WHAT YOU SHOULD DO - Pick every line out of the entries below that holds the string "rows", and report them.

TASK INPUTS -
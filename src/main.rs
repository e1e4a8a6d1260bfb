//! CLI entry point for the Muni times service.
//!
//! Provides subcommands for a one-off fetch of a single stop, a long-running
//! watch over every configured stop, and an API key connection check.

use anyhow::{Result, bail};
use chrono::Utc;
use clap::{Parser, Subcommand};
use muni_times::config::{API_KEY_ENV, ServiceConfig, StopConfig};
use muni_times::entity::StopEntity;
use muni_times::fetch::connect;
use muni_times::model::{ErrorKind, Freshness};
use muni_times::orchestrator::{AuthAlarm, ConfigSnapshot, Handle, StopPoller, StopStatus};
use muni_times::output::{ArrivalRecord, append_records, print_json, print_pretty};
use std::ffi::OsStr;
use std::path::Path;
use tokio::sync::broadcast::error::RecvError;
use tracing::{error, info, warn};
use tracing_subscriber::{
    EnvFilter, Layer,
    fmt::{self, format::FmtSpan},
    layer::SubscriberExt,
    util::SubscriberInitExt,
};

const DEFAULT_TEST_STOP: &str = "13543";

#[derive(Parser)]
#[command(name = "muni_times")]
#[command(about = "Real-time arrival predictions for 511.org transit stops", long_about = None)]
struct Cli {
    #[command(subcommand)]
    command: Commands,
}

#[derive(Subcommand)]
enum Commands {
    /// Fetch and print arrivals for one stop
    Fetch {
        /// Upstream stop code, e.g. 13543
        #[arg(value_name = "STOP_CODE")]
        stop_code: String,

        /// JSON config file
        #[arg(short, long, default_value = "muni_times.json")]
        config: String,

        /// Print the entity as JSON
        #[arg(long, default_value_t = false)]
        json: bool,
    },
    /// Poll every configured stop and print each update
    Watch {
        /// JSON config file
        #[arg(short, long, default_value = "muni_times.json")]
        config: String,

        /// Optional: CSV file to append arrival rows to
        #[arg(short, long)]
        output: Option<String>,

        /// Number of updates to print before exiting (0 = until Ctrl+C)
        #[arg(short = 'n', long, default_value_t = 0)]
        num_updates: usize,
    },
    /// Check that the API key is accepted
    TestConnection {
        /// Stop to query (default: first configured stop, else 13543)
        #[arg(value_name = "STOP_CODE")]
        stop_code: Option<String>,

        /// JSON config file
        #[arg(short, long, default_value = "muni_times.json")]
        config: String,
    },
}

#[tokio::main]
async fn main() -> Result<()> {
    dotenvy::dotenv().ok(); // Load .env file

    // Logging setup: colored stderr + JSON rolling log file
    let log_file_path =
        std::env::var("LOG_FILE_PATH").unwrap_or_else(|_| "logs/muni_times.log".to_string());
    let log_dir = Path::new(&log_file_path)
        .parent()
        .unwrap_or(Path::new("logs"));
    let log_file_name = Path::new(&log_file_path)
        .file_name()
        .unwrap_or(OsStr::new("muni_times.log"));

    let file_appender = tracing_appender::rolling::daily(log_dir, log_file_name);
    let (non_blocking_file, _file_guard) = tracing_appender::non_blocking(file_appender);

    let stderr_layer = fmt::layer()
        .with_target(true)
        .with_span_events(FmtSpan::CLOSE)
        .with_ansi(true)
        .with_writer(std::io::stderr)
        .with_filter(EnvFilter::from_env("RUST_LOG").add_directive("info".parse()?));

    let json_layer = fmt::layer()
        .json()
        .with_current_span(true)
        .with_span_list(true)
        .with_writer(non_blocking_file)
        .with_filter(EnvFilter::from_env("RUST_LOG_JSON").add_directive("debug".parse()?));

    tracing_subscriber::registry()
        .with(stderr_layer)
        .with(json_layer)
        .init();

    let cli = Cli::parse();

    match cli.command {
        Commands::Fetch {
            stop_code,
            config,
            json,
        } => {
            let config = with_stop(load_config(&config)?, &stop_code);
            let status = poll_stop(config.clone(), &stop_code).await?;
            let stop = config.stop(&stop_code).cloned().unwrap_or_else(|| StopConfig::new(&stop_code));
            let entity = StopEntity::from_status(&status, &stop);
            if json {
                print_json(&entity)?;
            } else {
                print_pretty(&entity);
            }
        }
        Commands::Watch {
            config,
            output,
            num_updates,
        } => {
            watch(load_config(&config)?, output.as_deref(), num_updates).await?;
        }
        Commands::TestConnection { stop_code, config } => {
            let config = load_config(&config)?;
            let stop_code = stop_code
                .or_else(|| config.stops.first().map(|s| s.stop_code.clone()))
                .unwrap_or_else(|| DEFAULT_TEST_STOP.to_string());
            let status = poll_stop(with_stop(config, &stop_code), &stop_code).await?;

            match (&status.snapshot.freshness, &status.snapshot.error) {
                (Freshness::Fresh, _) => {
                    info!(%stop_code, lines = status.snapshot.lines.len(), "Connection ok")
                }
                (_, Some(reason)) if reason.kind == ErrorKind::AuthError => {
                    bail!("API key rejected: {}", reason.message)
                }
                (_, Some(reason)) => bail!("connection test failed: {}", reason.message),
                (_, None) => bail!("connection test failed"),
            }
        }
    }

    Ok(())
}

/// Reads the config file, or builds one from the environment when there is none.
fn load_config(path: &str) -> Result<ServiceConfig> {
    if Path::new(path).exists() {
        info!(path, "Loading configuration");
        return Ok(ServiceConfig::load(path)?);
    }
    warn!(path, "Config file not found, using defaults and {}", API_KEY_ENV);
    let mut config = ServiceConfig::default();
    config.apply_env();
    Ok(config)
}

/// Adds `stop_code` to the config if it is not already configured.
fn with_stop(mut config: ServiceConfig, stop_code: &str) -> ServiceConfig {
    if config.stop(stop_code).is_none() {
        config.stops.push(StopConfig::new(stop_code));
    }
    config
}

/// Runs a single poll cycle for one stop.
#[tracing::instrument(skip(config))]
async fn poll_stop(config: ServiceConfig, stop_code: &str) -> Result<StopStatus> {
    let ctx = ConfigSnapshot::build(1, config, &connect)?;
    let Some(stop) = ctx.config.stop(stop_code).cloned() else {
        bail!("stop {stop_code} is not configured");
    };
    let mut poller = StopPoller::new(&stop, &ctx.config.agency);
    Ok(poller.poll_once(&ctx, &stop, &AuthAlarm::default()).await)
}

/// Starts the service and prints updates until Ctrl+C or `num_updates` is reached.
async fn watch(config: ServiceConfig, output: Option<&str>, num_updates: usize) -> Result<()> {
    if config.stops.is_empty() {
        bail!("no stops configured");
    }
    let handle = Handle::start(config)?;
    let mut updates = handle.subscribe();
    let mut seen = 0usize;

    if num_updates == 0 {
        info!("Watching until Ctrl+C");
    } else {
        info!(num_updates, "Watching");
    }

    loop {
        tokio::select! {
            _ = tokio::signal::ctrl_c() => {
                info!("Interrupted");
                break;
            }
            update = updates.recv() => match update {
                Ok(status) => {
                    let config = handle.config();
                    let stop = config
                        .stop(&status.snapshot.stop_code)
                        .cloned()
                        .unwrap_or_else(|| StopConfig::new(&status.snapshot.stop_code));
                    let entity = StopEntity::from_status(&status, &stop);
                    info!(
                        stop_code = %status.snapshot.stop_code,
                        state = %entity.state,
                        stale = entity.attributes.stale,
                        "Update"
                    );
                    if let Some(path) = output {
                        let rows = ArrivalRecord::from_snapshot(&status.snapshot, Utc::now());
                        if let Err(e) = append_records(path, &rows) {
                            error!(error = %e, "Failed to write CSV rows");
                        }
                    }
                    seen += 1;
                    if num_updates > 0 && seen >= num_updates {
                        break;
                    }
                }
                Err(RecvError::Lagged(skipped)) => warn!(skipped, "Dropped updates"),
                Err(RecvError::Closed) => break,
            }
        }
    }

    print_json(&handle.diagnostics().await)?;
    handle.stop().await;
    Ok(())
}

TASK RESULT -
        /// Optional: CSV file to append arrival rows to
                        let rows = ArrivalRecord::from_snapshot(&status.snapshot, Utc::now());
                        if let Err(e) = append_records(path, &rows) {
                            error!(error = %e, "Failed to write CSV rows");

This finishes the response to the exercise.